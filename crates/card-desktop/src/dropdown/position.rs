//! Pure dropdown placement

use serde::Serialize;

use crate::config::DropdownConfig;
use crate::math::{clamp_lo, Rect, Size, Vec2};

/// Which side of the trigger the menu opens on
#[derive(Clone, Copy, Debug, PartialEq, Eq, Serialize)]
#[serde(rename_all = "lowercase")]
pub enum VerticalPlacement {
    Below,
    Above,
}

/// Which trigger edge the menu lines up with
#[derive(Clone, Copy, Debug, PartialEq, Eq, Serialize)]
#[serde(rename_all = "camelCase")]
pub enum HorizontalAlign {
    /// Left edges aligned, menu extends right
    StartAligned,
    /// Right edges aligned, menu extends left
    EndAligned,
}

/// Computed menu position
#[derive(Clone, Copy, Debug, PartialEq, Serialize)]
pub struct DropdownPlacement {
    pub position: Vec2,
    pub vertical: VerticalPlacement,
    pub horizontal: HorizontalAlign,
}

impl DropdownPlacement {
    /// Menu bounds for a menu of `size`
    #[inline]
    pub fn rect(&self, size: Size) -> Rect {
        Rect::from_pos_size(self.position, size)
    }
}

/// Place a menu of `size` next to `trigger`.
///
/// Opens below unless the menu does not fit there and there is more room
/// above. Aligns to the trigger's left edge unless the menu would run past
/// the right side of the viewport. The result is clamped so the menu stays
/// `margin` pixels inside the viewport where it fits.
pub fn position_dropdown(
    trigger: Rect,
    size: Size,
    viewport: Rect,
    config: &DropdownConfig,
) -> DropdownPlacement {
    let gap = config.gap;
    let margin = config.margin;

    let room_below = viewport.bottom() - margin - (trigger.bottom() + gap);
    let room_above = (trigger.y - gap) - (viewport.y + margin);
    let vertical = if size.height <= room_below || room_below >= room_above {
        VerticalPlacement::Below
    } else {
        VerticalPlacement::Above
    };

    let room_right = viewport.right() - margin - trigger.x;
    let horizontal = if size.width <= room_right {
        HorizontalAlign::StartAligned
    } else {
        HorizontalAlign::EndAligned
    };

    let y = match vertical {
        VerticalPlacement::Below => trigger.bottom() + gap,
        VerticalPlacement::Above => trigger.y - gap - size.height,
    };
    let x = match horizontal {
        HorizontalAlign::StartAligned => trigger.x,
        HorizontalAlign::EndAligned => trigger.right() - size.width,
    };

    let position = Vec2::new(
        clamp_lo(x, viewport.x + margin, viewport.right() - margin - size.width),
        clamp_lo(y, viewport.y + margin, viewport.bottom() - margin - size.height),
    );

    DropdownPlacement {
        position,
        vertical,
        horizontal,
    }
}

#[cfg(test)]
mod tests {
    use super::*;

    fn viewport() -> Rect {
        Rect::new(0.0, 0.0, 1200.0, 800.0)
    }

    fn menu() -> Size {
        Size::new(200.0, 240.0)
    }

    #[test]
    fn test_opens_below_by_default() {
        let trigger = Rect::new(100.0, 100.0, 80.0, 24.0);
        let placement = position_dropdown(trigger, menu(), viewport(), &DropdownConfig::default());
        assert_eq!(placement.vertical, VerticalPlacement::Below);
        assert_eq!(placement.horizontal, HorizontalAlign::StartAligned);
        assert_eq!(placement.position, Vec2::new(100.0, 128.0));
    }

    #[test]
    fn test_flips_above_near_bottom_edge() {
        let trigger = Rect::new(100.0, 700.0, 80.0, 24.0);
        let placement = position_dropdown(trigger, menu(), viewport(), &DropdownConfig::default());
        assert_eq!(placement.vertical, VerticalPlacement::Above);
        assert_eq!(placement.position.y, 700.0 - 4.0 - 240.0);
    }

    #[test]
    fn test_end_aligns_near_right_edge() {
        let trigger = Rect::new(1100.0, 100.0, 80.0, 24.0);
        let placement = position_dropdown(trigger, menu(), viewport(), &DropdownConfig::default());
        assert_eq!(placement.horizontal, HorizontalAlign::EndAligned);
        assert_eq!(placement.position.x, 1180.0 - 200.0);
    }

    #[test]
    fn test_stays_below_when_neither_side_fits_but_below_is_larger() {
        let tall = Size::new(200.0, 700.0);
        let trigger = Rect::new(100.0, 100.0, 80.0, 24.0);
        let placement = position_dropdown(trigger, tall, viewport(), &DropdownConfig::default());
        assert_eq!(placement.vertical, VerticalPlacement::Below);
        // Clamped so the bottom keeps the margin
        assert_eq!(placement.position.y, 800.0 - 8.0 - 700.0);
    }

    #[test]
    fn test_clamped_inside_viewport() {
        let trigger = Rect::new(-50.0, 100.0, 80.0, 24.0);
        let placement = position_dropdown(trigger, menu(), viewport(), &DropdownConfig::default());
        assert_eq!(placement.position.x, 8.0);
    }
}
-=-=-=-=-
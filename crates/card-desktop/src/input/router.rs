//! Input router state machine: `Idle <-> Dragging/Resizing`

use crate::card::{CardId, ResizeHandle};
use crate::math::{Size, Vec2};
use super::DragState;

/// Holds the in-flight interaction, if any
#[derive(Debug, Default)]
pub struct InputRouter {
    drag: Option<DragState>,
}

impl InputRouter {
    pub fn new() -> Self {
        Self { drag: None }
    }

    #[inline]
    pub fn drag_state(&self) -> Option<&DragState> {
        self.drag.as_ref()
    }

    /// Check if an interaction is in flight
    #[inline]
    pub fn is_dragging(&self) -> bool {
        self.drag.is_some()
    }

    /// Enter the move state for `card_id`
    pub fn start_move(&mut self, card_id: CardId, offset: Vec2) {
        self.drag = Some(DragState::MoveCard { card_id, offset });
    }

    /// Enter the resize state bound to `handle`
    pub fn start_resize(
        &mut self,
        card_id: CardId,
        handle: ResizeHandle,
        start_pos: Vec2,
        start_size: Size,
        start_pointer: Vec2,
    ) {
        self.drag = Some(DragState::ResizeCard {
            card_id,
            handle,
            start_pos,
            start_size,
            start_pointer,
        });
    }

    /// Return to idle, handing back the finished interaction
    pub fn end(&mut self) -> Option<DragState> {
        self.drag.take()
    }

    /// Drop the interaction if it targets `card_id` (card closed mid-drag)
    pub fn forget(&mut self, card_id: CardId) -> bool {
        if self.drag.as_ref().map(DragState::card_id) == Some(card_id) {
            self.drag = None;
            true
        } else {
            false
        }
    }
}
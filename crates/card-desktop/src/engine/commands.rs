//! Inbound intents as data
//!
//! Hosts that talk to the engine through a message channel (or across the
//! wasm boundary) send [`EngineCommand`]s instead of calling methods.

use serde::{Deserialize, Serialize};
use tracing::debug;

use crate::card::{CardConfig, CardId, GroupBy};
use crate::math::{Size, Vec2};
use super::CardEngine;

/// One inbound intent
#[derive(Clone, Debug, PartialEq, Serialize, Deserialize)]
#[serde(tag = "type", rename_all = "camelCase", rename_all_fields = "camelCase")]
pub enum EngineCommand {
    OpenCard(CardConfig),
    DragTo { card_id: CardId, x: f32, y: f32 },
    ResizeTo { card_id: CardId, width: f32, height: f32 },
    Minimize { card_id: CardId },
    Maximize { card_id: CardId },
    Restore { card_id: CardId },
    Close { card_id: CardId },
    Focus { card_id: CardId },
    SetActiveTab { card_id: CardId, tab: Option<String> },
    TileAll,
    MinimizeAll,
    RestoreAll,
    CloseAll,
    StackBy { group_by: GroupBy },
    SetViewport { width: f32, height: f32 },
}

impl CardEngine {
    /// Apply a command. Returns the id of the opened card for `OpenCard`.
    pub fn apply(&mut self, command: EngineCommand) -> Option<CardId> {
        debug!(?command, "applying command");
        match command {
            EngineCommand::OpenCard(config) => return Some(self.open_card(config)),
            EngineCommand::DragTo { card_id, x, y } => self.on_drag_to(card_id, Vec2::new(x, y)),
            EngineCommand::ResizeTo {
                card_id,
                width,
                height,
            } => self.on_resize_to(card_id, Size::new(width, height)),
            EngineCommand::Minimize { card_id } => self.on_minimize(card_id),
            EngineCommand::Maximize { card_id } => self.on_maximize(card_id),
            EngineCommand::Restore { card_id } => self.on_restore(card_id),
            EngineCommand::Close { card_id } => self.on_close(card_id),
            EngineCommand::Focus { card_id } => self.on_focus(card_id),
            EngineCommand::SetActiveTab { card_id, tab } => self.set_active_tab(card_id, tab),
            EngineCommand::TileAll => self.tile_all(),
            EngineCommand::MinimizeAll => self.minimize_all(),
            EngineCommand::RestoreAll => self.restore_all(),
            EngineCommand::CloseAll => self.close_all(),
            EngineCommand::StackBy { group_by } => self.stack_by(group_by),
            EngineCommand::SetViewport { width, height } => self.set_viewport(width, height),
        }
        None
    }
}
-=-=-=-=-
INSTRUCTIONS TO FOLLOW - From the data, report how many lines hold "CardEngine", leaving out any other words.

OUTPUT OF THE EXERCISE - 2